For each practical, students must complete an online pre-lab quiz prior to attending the practical session, conduct the required practical work and submit the logbook for assessment. The overall mark for each practical will be the higher of the logbook mark (100%) and a weighted combination of the pre-lab quiz mark (40%) and the mark for the submitted logbook (60%). A practical catch-up session will be held at the end of the teaching semester.

In – Semester Tests
Up to four 15-minute tests consisting of short-answer problem solving questions will be held during students scheduled workshops. Poor results in the tests can be partly replaced by a better performance in the final exam. This is achieved by varying the contribution of this task towards the total assessment to optimise the final result for each student.

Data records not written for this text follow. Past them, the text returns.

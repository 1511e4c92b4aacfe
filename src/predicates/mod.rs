/*!
# Predicates & Filtered Views

A [`VertexPredicate`] decides whether a vertex is visible, an [`EdgePredicate`] decides
whether an edge is visible. Any `Fn(&V) -> bool` (resp. `Fn(&E) -> bool`) is a predicate,
so closures can be passed directly.

Predicates are expected to be pure: a view may call them any number of times per query
(including zero times) and in any order.

[`FilteredGraph`] combines a borrowed base graph with one predicate of each kind into a
lazy read-only view. Nothing is materialized: every query consults the base graph and
the predicates again.

```
use vgraphs::prelude::*;

let graph: AdjacencyGraph<u32, Edge<u32>> = AdjacencyGraph::from_edges([(1, 2), (2, 3), (3, 1)]);
let view = graph.filtered(|v: &u32| *v != 3, |_: &Edge<u32>| true);

assert!(view.contains_edge_between(&1, &2));
assert!(!view.contains_vertex(&3));
assert!(view.out_edges(&2).unwrap().next().is_none());
```
*/

use crate::ops::GraphType;

mod filtered;

pub use filtered::*;

/// Decides whether a vertex of type `V` is visible.
pub trait VertexPredicate<V>: Fn(&V) -> bool {}

impl<V, F> VertexPredicate<V> for F where F: Fn(&V) -> bool {}

/// Decides whether an edge of type `E` is visible.
pub trait EdgePredicate<E>: Fn(&E) -> bool {}

impl<E, F> EdgePredicate<E> for F where F: Fn(&E) -> bool {}

/// Type-erased vertex predicate
pub type BoxedVertexPredicate<'a, V> = Box<dyn Fn(&V) -> bool + 'a>;

/// Type-erased edge predicate
pub type BoxedEdgePredicate<'a, E> = Box<dyn Fn(&E) -> bool + 'a>;

/// Predicate accepting everything
pub fn accept_all<T: ?Sized>(_: &T) -> bool {
    true
}

/// Predicate rejecting everything
pub fn reject_all<T: ?Sized>(_: &T) -> bool {
    false
}

/// Creates filtered views directly from a graph.
pub trait Filter: GraphType + Sized {
    /// Returns a view of all vertices fulfilling `vertex_predicate` and all edges that
    /// fulfill `edge_predicate` and connect two such vertices
    fn filtered<VP, EP>(&self, vertex_predicate: VP, edge_predicate: EP) -> FilteredGraph<'_, Self, VP, EP>
    where
        VP: VertexPredicate<Self::Vertex>,
        EP: EdgePredicate<Self::Edge>,
    {
        FilteredGraph::new(self, vertex_predicate, edge_predicate)
    }

    /// Returns a view that hides all vertices not fulfilling `vertex_predicate`
    #[allow(clippy::type_complexity)]
    fn vertex_filtered<VP>(
        &self,
        vertex_predicate: VP,
    ) -> FilteredGraph<'_, Self, VP, fn(&Self::Edge) -> bool>
    where
        VP: VertexPredicate<Self::Vertex>,
    {
        FilteredGraph::new(self, vertex_predicate, accept_all as fn(&Self::Edge) -> bool)
    }

    /// Returns a view that hides all edges not fulfilling `edge_predicate`
    #[allow(clippy::type_complexity)]
    fn edge_filtered<EP>(
        &self,
        edge_predicate: EP,
    ) -> FilteredGraph<'_, Self, fn(&Self::Vertex) -> bool, EP>
    where
        EP: EdgePredicate<Self::Edge>,
    {
        FilteredGraph::new(self, accept_all as fn(&Self::Vertex) -> bool, edge_predicate)
    }
}

impl<G: GraphType> Filter for G {}

#[cfg(test)]
mod test {
    use super::*;

    #[test]
    fn closures_are_predicates() {
        fn vertex_test<P: VertexPredicate<u32>>(p: P, v: u32) -> bool {
            p(&v)
        }

        let threshold = 4;
        assert!(vertex_test(|v: &u32| *v < threshold, 3));
        assert!(!vertex_test(|v: &u32| *v < threshold, 4));
        assert!(vertex_test(accept_all::<u32>, 4));
        assert!(!vertex_test(reject_all::<u32>, 4));

        let boxed: BoxedVertexPredicate<u32> = Box::new(move |v| v % 2 == 0);
        assert!(vertex_test(boxed, 2));
    }

    #[test]
    fn boxed_predicates_build_views() {
        use crate::{edge::Edge, ops::*, repr::AdjacencyGraph};

        let graph: AdjacencyGraph<u32, Edge<u32>> =
            AdjacencyGraph::from_edges([(0, 1), (1, 2), (2, 0), (2, 3)]);

        let limit = 3;
        let vertex_predicate: BoxedVertexPredicate<u32> = Box::new(move |v: &u32| *v < limit);
        let edge_predicate: BoxedEdgePredicate<Edge<u32>> = Box::new(|e: &Edge<u32>| e.0 != 1);
        let view = FilteredGraph::new(&graph, vertex_predicate, edge_predicate);

        assert!(view.contains_vertex(&2));
        assert!(!view.contains_vertex(&3));
        assert!(view.contains_edge_between(&0, &1));
        assert!(!view.contains_edge_between(&1, &2));
        assert!(!view.contains_edge_between(&2, &3));
        assert_eq!(view.out_degree(&2).unwrap(), 1);
        assert_eq!(view.edges().count(), 2);
    }
}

Examination (50% - 70% of the total course grade)
The final examination will consist of short-answer predominantly problem solving questions which will be based on lecture and workshop material.

Submission

If an extension is not applied for, or not granted then a penalty for late submission will apply. A penalty of 10% of the value of the assignment for each calendar day that the assignment is late (i.e. weekends count as 2 days), up to a maximum of 50% of the available marks will be applied. This means that an assignment that is 5 days late or more without an approved extension can only receive a maximum of 50% of the marks available for that assignment.

Course Grading

Grades for your performance in this course will be awarded in accordance with the following scheme:

M10 (Coursework Mark Scheme)
Grade	Mark	Description
FNS		Fail No Submission
F	1-49	Fail
P	50-64	Pass
C	65-74	Credit
D	75-84	Distinction
HD	85-100	High Distinction
CN		Continuing
NFE		No Formal Examination
RP		Result Pending

Further details of the grades/results can be obtained from Examinations.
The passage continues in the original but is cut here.